Stored data entries:
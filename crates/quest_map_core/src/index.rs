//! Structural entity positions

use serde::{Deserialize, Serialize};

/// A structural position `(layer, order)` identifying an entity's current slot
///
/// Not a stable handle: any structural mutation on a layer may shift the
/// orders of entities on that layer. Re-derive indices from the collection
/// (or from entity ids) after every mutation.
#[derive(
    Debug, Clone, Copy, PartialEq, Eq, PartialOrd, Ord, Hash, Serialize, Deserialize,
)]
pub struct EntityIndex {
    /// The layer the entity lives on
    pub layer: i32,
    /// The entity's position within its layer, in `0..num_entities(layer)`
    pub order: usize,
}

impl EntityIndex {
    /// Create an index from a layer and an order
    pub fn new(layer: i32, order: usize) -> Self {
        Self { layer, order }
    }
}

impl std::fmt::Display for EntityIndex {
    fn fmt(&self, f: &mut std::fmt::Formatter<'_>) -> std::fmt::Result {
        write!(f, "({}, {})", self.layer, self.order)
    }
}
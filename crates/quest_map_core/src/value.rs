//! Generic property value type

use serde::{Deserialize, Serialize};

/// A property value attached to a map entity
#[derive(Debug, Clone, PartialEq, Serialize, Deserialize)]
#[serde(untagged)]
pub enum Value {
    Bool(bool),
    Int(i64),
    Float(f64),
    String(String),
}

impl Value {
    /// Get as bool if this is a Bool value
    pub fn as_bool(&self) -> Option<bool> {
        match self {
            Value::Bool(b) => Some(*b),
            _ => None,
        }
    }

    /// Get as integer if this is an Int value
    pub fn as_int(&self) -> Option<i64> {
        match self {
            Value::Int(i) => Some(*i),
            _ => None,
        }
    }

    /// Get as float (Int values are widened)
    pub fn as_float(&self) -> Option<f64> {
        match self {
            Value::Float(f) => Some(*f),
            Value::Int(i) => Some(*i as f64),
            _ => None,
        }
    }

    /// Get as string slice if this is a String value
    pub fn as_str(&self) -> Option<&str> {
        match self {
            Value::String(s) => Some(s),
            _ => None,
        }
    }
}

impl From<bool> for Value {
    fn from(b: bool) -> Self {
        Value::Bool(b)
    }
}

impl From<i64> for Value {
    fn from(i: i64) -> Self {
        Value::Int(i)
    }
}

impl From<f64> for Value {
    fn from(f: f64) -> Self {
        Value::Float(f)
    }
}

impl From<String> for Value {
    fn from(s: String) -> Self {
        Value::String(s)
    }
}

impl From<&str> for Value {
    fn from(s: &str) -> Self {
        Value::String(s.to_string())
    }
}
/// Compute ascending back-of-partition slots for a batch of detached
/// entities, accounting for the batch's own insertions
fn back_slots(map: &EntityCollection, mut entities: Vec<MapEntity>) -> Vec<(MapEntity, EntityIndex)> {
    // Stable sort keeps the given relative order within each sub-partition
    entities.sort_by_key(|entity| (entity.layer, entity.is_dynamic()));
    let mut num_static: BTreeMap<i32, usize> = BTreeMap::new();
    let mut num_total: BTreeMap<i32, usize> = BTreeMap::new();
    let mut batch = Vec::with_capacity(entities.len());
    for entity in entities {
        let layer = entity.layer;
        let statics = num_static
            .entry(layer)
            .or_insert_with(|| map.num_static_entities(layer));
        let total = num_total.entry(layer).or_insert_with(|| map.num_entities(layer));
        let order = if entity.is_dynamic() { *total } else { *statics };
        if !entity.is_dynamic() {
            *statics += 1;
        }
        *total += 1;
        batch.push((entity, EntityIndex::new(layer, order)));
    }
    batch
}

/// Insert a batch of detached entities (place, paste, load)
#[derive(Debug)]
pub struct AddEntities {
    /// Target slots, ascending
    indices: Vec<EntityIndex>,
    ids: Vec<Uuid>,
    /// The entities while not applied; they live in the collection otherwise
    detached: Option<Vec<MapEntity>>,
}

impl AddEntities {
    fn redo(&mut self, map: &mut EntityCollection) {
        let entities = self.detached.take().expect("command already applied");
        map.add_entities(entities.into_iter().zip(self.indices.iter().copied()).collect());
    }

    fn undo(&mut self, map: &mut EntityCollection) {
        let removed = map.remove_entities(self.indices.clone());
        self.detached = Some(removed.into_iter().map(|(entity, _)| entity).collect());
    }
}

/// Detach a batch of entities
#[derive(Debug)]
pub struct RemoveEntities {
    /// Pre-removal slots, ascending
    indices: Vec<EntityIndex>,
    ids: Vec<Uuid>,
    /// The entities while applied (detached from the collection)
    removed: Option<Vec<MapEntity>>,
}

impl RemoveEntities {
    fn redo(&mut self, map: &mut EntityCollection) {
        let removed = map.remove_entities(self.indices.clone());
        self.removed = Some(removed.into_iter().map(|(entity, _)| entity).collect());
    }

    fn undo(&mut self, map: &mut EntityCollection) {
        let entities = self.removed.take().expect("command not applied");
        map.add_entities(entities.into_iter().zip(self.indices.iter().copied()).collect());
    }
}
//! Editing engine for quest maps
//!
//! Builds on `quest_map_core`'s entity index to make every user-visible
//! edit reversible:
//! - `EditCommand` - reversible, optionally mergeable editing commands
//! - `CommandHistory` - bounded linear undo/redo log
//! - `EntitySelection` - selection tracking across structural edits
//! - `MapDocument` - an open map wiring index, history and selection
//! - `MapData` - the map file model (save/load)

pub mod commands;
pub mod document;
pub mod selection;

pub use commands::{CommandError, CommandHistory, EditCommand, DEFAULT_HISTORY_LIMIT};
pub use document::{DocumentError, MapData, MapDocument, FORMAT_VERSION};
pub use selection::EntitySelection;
==
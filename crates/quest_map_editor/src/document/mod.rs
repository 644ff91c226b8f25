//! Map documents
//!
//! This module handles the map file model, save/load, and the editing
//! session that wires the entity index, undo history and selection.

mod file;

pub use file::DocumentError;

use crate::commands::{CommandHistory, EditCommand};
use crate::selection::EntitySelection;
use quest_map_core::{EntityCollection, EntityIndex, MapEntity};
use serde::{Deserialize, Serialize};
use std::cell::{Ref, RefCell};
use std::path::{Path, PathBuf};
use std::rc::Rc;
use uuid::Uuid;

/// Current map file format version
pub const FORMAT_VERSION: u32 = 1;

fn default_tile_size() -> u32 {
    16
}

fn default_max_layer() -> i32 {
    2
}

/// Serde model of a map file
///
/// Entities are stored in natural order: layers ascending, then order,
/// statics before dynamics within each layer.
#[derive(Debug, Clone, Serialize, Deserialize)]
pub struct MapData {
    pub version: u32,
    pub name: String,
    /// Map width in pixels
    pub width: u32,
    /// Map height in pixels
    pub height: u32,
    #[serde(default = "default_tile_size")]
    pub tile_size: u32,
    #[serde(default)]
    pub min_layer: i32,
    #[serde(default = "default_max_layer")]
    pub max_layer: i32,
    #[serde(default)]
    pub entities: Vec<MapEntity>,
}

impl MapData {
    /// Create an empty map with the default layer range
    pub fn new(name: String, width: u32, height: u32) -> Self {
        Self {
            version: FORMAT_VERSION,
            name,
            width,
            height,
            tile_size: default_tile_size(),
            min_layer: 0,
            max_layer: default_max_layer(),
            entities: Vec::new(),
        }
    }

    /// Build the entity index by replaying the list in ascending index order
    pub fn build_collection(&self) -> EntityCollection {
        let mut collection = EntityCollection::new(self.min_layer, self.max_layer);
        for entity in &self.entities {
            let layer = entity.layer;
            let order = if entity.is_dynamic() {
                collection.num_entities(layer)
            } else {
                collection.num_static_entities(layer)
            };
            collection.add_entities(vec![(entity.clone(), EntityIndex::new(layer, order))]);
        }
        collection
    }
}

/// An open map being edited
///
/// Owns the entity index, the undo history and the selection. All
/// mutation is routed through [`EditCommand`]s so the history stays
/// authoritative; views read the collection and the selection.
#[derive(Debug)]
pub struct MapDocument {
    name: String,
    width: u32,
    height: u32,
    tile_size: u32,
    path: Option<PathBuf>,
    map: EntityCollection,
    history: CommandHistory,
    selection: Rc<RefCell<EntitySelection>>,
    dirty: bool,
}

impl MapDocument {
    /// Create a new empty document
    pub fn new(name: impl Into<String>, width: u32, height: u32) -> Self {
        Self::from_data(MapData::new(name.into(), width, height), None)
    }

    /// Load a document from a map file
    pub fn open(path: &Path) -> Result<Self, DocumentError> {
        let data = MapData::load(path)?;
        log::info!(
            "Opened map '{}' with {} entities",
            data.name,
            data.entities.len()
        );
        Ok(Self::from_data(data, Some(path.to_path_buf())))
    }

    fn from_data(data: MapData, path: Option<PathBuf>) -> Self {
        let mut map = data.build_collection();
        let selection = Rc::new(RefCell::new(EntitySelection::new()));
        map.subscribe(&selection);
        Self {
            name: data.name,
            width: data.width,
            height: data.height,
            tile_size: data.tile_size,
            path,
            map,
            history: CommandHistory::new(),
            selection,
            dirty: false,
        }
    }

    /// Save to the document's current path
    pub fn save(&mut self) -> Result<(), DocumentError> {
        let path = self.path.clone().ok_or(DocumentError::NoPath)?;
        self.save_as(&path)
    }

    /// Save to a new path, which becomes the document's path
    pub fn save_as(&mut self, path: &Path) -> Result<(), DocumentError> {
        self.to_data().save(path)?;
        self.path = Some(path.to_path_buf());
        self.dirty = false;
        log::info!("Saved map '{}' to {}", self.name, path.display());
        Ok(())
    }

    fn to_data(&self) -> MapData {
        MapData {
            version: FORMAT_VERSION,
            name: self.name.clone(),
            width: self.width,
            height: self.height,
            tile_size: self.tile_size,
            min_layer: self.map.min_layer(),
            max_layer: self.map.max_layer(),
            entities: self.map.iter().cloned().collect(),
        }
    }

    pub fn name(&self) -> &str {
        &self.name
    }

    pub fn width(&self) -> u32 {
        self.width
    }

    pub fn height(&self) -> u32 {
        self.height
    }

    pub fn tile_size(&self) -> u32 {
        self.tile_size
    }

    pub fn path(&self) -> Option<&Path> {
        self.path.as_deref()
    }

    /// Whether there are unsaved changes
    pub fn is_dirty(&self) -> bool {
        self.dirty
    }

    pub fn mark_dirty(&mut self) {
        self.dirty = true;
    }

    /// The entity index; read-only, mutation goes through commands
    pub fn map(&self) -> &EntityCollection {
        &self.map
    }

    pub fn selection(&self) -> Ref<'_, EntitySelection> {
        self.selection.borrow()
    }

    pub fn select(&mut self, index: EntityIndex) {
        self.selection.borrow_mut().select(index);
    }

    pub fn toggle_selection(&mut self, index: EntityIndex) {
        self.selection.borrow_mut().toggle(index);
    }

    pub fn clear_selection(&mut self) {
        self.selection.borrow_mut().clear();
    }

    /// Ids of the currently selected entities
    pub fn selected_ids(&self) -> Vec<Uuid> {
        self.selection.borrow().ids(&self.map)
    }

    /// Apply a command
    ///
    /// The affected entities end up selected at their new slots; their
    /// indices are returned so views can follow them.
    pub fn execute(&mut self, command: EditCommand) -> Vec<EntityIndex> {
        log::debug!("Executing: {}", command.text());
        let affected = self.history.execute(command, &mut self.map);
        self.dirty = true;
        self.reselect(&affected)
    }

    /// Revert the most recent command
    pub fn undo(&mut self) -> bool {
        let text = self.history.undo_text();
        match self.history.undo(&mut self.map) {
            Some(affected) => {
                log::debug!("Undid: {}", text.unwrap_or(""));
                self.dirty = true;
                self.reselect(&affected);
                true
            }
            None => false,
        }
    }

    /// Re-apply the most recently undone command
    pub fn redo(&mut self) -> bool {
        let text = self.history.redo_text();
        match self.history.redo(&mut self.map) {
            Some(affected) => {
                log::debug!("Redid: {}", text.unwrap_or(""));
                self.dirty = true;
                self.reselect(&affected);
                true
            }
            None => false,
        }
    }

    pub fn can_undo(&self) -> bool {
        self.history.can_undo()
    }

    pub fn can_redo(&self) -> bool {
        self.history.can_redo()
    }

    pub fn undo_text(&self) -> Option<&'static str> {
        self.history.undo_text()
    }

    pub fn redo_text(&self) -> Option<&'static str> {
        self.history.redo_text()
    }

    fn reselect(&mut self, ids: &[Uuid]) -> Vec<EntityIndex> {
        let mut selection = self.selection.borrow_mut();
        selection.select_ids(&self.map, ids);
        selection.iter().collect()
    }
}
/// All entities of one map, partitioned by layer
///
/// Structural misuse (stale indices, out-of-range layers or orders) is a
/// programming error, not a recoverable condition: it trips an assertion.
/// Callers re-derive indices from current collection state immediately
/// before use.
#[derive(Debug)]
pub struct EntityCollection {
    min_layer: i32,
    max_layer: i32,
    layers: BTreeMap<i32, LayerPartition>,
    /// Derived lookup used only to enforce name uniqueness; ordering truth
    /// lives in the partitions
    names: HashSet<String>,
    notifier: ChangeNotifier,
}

** Assignment **
Taking the entries above, restate exactly those lines that fall between the line with "entity lives on" and the line with "property value type", keeping both of those lines too.

** Exercise answer **
    /// The layer the entity lives on
    pub layer: i32,
    /// The entity's position within its layer, in `0..num_entities(layer)`
    pub order: usize,
}

impl EntityIndex {
    /// Create an index from a layer and an order
    pub fn new(layer: i32, order: usize) -> Self {
        Self { layer, order }
    }
}

impl std::fmt::Display for EntityIndex {
    fn fmt(&self, f: &mut std::fmt::Formatter<'_>) -> std::fmt::Result {
        write!(f, "({}, {})", self.layer, self.order)
    }
}
filename crates/quest_map_core/src/value.rs
//! Generic property value type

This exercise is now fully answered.